We have decided, in the case of Woodruff v. Parham, immediately preceding, that the constitutional provision against taxing imports by the States does not extend to articles brought from a sister State. But if this were otherwise, and we could hold that as to such articles the rule laid down in Brown v. Maryland, concerning foreign imports, applied, it would prevent but a very little of the evil which we have described; for, under the decision in that case, it is only while the goods so imported were held in the original unbroken condition in which they came into the State, and in the hands of the first importer, that they would be protected from State taxation. As soon as they passed out of his hands into use, or were offered for sale among the community at large, they would be liable to a tax which might render their use or sale impossible.
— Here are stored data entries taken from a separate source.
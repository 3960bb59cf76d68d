//! Logger handle: a shared core plus persistent context fields

use super::{
    engine::Core,
    error::Result,
    field::Field,
    level::Level,
};
use crate::config::LoggerBuilder;
use std::fmt;
use std::panic::Location;
use std::sync::Arc;

/// A cheaply cloneable, immutable logging handle
///
/// Every logger derived through [`Logger::with`] shares the same [`Core`], so
/// a level change on one is seen by all of them. Context fields are owned by
/// the handle: extending a logger never changes its parent or siblings.
///
/// # Example
///
/// ```
/// use spark::{Field, Logger, MemorySink};
/// use std::sync::Arc;
///
/// let sink = Arc::new(MemorySink::new());
/// let logger = Logger::builder().output(sink.clone()).build().unwrap();
///
/// let request = logger.with([Field::string("request_id", "abc123")]);
/// request.info("handled", &[Field::int("status", 200)]);
///
/// assert!(sink.contents().contains("request_id=abc123 status=200"));
/// ```
#[derive(Clone)]
pub struct Logger {
    core: Arc<Core>,
    context: Arc<[Field]>,
}

impl Logger {
    /// Wrap a core with an empty context
    pub fn new(core: Arc<Core>) -> Self {
        Self {
            core,
            context: Vec::<Field>::new().into(),
        }
    }

    #[must_use]
    pub fn builder() -> LoggerBuilder {
        LoggerBuilder::new()
    }

    /// Derive a logger whose context is this one's followed by `fields`
    #[must_use]
    pub fn with<I>(&self, fields: I) -> Logger
    where
        I: IntoIterator<Item = Field>,
    {
        let mut context = self.context.to_vec();
        context.extend(fields);
        Self {
            core: Arc::clone(&self.core),
            context: context.into(),
        }
    }

    #[inline]
    pub fn enabled(&self, level: Level) -> bool {
        self.core.enabled(level)
    }

    #[track_caller]
    pub fn log(&self, level: Level, message: &str, fields: &[Field]) {
        self.core
            .log(level, message, &self.context, fields, Location::caller());
    }

    /// Log with fields computed only when `level` is enabled
    #[track_caller]
    pub fn log_with<F>(&self, level: Level, message: &str, fields: F)
    where
        F: FnOnce() -> Vec<Field>,
    {
        if self.core.enabled(level) {
            let fields = fields();
            self.core
                .log(level, message, &self.context, &fields, Location::caller());
        }
    }

    #[track_caller]
    pub fn debug(&self, message: &str, fields: &[Field]) {
        self.log(Level::Debug, message, fields);
    }

    #[track_caller]
    pub fn info(&self, message: &str, fields: &[Field]) {
        self.log(Level::Info, message, fields);
    }

    #[track_caller]
    pub fn warn(&self, message: &str, fields: &[Field]) {
        self.log(Level::Warn, message, fields);
    }

    #[track_caller]
    pub fn error(&self, message: &str, fields: &[Field]) {
        self.log(Level::Error, message, fields);
    }

    /// Log at `Fatal`, flush every sink, then run the core's fatal hook
    ///
    /// Returns only when the hook is [`FatalHook::Continue`](crate::FatalHook::Continue).
    #[track_caller]
    pub fn fatal(&self, message: &str, fields: &[Field]) {
        self.log(Level::Fatal, message, fields);
    }

    /// Flush every sink of the shared core
    pub fn sync(&self) -> Result<()> {
        self.core.sync()
    }

    pub fn level(&self) -> Level {
        self.core.level()
    }

    /// Change the minimum level for every logger sharing this core
    pub fn set_level(&self, level: Level) {
        self.core.set_level(level);
    }

    pub fn context(&self) -> &[Field] {
        &self.context
    }

    pub fn core(&self) -> &Arc<Core> {
        &self.core
    }
}

impl fmt::Debug for Logger {
    fn fmt(&self, f: &mut fmt::Formatter<'_>) -> fmt::Result {
        f.debug_struct("Logger")
            .field("core", &self.core)
            .field("context", &self.context)
            .finish()
    }
}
But while the case has been argued here with a principal reference to the supposed prohbition against taxing imports, it is to be seem from the opinion of the Supreme Court of Alabama delivered in this case, that the clause of the Constitution which gives to Congress the right to regulate commerce among the States, was supposed to present a serious objection to the validity of the Alabama statute. Nor can it be doubted that a tax which so seriously affects the interchange of commodities between the States as to essentially impede or seriously interfere with it, is a regulation of commerce. And it is also true, as conceded in that opinion, that Congress has the same right to regulate commerce among the States that it has to regulate commerce with foreign nations, and that whenever it exercises that power, all conflicting State laws must give way, and that if Congress had made any rugulation covering the matter in question we need inquire no further.
That court seems to have relieved itself of the objection by holding that the tax imposed by the State of Alabama was an exercise of the concurrent right of regulating commerce remaining with the States until some regulation on the subject had been made by Congress. But, assuming the tax to be, as we have supposed, a discriminating tax, levied exclusively upon the products of sister States; and looking to the consequences which the exercise of this power may produce if it be once conceded, amounting, as we have seen, to a total abolition of all commercial intercourse between the States, under the cloak of the taxing power, we are not prepared to admit that a State can exercise such a power, though Congress may have failed to act on the subject in any manner whatever.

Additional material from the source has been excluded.